▶ [WHAT TO DO]:
An acceptable response holds only the line containing "qb.push_bind(tag.score);" and every line after it to the end of the records, each reproduced exactly.

▶ [RECORDS FOR PROCESSING]:
//! Batched row insertion.
//!
//! One `INSERT` per row means one database round-trip per row, which makes
//! importing a large dictionary take minutes. [`Insert`] instead keeps
//! appending `VALUES` tuples to a single statement, and only executes it once
//! the next row would push it past [`BIND_LIMIT`] bound parameters.

use {
    crate::{
        DictionaryId, TagEntry, TermEntry, TermMetaEntry,
        db::{join_codes, join_definitions},
    },
    anyhow::{Context, Result},
    sqlx::{QueryBuilder, Sqlite, Transaction, query_builder::Separated},
    std::marker::PhantomData,
};

/// SQLite bind parameter count limit.
const BIND_LIMIT: usize = 32766;

pub struct Insert<T> {
    qb: QueryBuilder<'static, Sqlite>,
    binds: usize,
    rows: usize,
    _phantom: PhantomData<T>,
}

impl<T> Insert<T> {
    fn with_prefix(prefix: &str) -> Self {
        Self {
            qb: QueryBuilder::new(prefix),
            binds: 0,
            rows: 0,
            _phantom: PhantomData,
        }
    }

    /// Rows added so far, flushed or not.
    pub const fn rows(&self) -> usize {
        self.rows
    }

    pub async fn flush(&mut self, tx: &mut Transaction<'_, Sqlite>) -> Result<()> {
        if self.binds == 0 {
            return Ok(());
        }

        self.qb
            .build()
            .execute(&mut **tx)
            .await
            .context("failed to insert")?;
        self.qb.reset();
        self.binds = 0;
        Ok(())
    }

    async fn do_insert<const N: usize>(
        &mut self,
        tx: &mut Transaction<'_, Sqlite>,
        f: impl FnOnce(Separated<'_, '_, Sqlite, &str>),
    ) -> Result<()> {
        if self.binds + N >= BIND_LIMIT {
            self.flush(tx).await.context(
                "failed to flush (error may be related to a previous insert, not the current one)",
            )?;
        }
        if self.binds > 0 {
            self.qb.push(", ");
        }
        self.binds += N;
        self.rows += 1;
        self.qb.push("(");

        f(self.qb.separated(", "));

        self.qb.push(")");
        Ok(())
    }
}

impl Insert<TermEntry> {
    pub fn new() -> Self {
        Self::with_prefix(
            "INSERT INTO terms (expression, reading, term_tags, score, rules, definitions,
                sequence, popularity, dictionary)
            VALUES ",
        )
    }

    pub async fn insert(
        &mut self,
        tx: &mut Transaction<'_, Sqlite>,
        source: &DictionaryId,
        term: &TermEntry,
    ) -> Result<()> {
        let term_tags = join_codes(&term.term_tags);
        let rules = join_codes(&term.rules);
        let definitions = join_definitions(&term.definitions);
        let source = source.0.clone();
        self.do_insert::<9>(tx, |mut qb| {
            qb.push_bind(term.expression.clone());
            qb.push_bind(term.reading.clone());
            qb.push_bind(term_tags);
            qb.push_bind(term.score.to_string());
            qb.push_bind(rules);
            qb.push_bind(definitions);
            qb.push_bind(term.sequence);
            qb.push_bind(term.popularity.clone());
            qb.push_bind(source);
        })
        .await
    }
}

impl Insert<TagEntry> {
    pub fn new() -> Self {
        Self::with_prefix(
            "INSERT INTO tags (name, category, order_num, notes, score, dictionary)
            VALUES ",
        )
    }

    pub async fn insert(
        &mut self,
        tx: &mut Transaction<'_, Sqlite>,
        source: &DictionaryId,
        tag: &TagEntry,
    ) -> Result<()> {
        let source = source.0.clone();
        self.do_insert::<6>(tx, |mut qb| {
            qb.push_bind(tag.name.clone());
            qb.push_bind(tag.category.clone());
            qb.push_bind(tag.order);
            qb.push_bind(tag.notes.clone());
            qb.push_bind(tag.score);
            qb.push_bind(source);
        })
        .await
    }
}

impl Insert<TermMetaEntry> {
    pub fn new() -> Self {
        Self::with_prefix(
            "INSERT INTO term_meta (expression, mode, data, dictionary)
            VALUES ",
        )
    }

    pub async fn insert(
        &mut self,
        tx: &mut Transaction<'_, Sqlite>,
        source: &DictionaryId,
        meta: &TermMetaEntry,
    ) -> Result<()> {
        let source = source.0.clone();
        self.do_insert::<4>(tx, |mut qb| {
            qb.push_bind(meta.expression.clone());
            qb.push_bind(meta.mode.clone());
            qb.push_bind(meta.data.clone());
            qb.push_bind(source);
        })
        .await
    }
}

▶ [SOLVED EXERCISE]:
            qb.push_bind(tag.score);
            qb.push_bind(source);
        })
        .await
    }
}

impl Insert<TermMetaEntry> {
    pub fn new() -> Self {
        Self::with_prefix(
            "INSERT INTO term_meta (expression, mode, data, dictionary)
            VALUES ",
        )
    }

    pub async fn insert(
        &mut self,
        tx: &mut Transaction<'_, Sqlite>,
        source: &DictionaryId,
        meta: &TermMetaEntry,
    ) -> Result<()> {
        let source = source.0.clone();
        self.do_insert::<4>(tx, |mut qb| {
            qb.push_bind(meta.expression.clone());
            qb.push_bind(meta.mode.clone());
            qb.push_bind(meta.data.clone());
            qb.push_bind(source);
        })
        .await
    }
}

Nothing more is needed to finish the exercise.